On December 7, 2018, an article I co-authored was published in the Journal of Clinical Oncology regarding need to re-examine the national guidelines for who should be tested for genetic predisposition to develop breast or ovarian cancer. We used an 80 gene panel to test over 1,000 patients with breast cancer, half who met NCCN Guidelines recommending genetic testing and half who didn’t. We found no difference in the rate of mutations between the group who met the guidelines and those who didn’t. As a result of this study results, I decided to abandon the national guidelines.
A decade ago, genetic testing for just the BRCA gene could cost over $3,000. Next-generation sequencing and other advancements made panel testing more accessible to the public. Insurers will cover the cost when guideline criteria are met. Even when a patient’s insurance doesn’t cover the testing, the gene panels are $250 or less. Genetic testing for predisposition to breast and ovarian cancer are within reach for most patients and are even available over the Internet.

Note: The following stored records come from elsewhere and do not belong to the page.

use crate::aggregate::aggregate;
use crate::data::SurveyData;
use crate::model::{CategoryLevels, GroupedAnswers, LevelCatalog, SelectionSet};
use crate::resolve::resolve;
use crate::validation::{CatalogIssue, validate_catalog};
use crate::view_models::ChartFeed;
use log::debug;
use std::path::PathBuf;

// Submódulos
pub mod updates;
pub mod view_models;

// Re-export de view models
pub use crate::view_models::CategoryRow;

/// Estado de la pantalla de resumen: las dos entradas y todo lo que se
/// deriva de ellas. Lo derivado solo cambia dentro de `recompute`.
pub struct SurveyApp {
    answers: GroupedAnswers,
    catalog: LevelCatalog,
    selection: SelectionSet,
    levels: CategoryLevels,
    feed: ChartFeed,
    issues: Vec<CatalogIssue>,
    revision: u64,
    pub source: Option<PathBuf>, // fichero del que se cargó la encuesta
    pub message: String,
}

impl SurveyApp {
    pub fn new(answers: GroupedAnswers, catalog: LevelCatalog) -> Self {
        let mut app = Self {
            answers,
            catalog,
            selection: SelectionSet::new(),
            levels: CategoryLevels::new(),
            feed: ChartFeed::from_levels(&CategoryLevels::new()),
            issues: Vec::new(),
            revision: 0,
            source: None,
            message: String::new(),
        };
        app.recompute();
        app
    }

    pub fn from_survey(survey: SurveyData) -> Self {
        Self::new(survey.answers, survey.levels)
    }

    /// Recalcula selección -> niveles -> gráfico, en ese orden y completo.
    fn recompute(&mut self) {
        let selection = aggregate(&self.answers);
        let levels = resolve(&selection, &self.catalog);
        let feed = ChartFeed::from_levels(&levels);
        let issues = validate_catalog(&self.catalog);

        self.selection = selection;
        self.levels = levels;
        self.feed = feed;
        self.issues = issues;
        self.revision += 1;
        debug!(
            "revisión {}: {} alternativas, {} categorías",
            self.revision,
            self.selection.len(),
            self.levels.len()
        );
    }

    pub fn answers(&self) -> &GroupedAnswers {
        &self.answers
    }

    pub fn catalog(&self) -> &LevelCatalog {
        &self.catalog
    }

    pub fn selection(&self) -> &SelectionSet {
        &self.selection
    }

    pub fn levels(&self) -> &CategoryLevels {
        &self.levels
    }

    pub fn chart_feed(&self) -> &ChartFeed {
        &self.feed
    }

    pub fn issues(&self) -> &[CatalogIssue] {
        &self.issues
    }

    /// Aumenta cada vez que cambia alguna entrada.
    pub fn revision(&self) -> u64 {
        self.revision
    }
}

impl Default for SurveyApp {
    fn default() -> Self {
        Self::new(GroupedAnswers::new(), LevelCatalog::default())
    }
}
use crate::app::SurveyApp;
use egui::{CentralPanel, Context, Frame, Ui, Visuals};
use log::error;

pub fn top_panel(app: &mut SurveyApp, ctx: &Context) {
    egui::TopBottomPanel::top("menu_panel").show(ctx, |ui| {
        ui.horizontal_centered(|ui| {
            let can_reload = app.source.is_some();
            if ui
                .add_enabled(can_reload, egui::Button::new("🔄 Recargar encuesta"))
                .clicked()
            {
                if let Err(e) = app.reload() {
                    error!("Error al recargar la encuesta: {e}");
                    app.message = e.to_string();
                }
                ctx.request_repaint();
            }

            if !app.message.is_empty() {
                ui.label(&app.message);
            }
        });
    });
}

pub fn bottom_panel(ctx: &Context) {
    egui::TopBottomPanel::bottom("bottom_panel").show(ctx, |ui| {
        // ----------- BOTONES DE TEMA -----------
        ui.with_layout(egui::Layout::right_to_left(egui::Align::Center), |ui| {
            if ui.button("🌙 Modo oscuro").clicked() {
                ctx.set_visuals(Visuals::dark());
            }
            if ui.button("☀Modo claro").clicked() {
                ctx.set_visuals(Visuals::light());
            }
        });
    });
}

/// Panel centrado tanto vertical como horizontalmente,
/// con un tamaño de contenido máximo y un bloque interior `inner`.
pub fn centered_panel(ctx: &Context, est_height: f32, max_width: f32, inner: impl FnOnce(&mut Ui)) {
    CentralPanel::default().show(ctx, |ui| {
        let extra = ((ui.available_height() - est_height) / 2.0).max(0.0);
        ui.add_space(extra);
        ui.vertical_centered(|ui| {
            Frame::default()
                .fill(ui.visuals().window_fill())
                .inner_margin(egui::Margin::symmetric(16, 16))
                .show(ui, |ui| {
                    let w = ui.available_width().min(max_width);
                    ui.set_width(w);
                    inner(ui);
                });
        });
        ui.add_space(extra);
    });
}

I now offer genetic testing to all of my breast cancer patients and any patient that requests it regardless of the guidelines. I believe it is important physicians or genetic counselors stay involved in the genetic testing process to ensure patients receive appropriate counseling and follow-up of results with management recommendations. Testing provides peace of mind and gives us the opportunity to either prevent the cancer or to detect at an early stage through appropriate surveillance when the opportunity for cure is highest. It also identifies family members who do not carry the pathological mutations and whose risks are no higher than the general public despite their family history.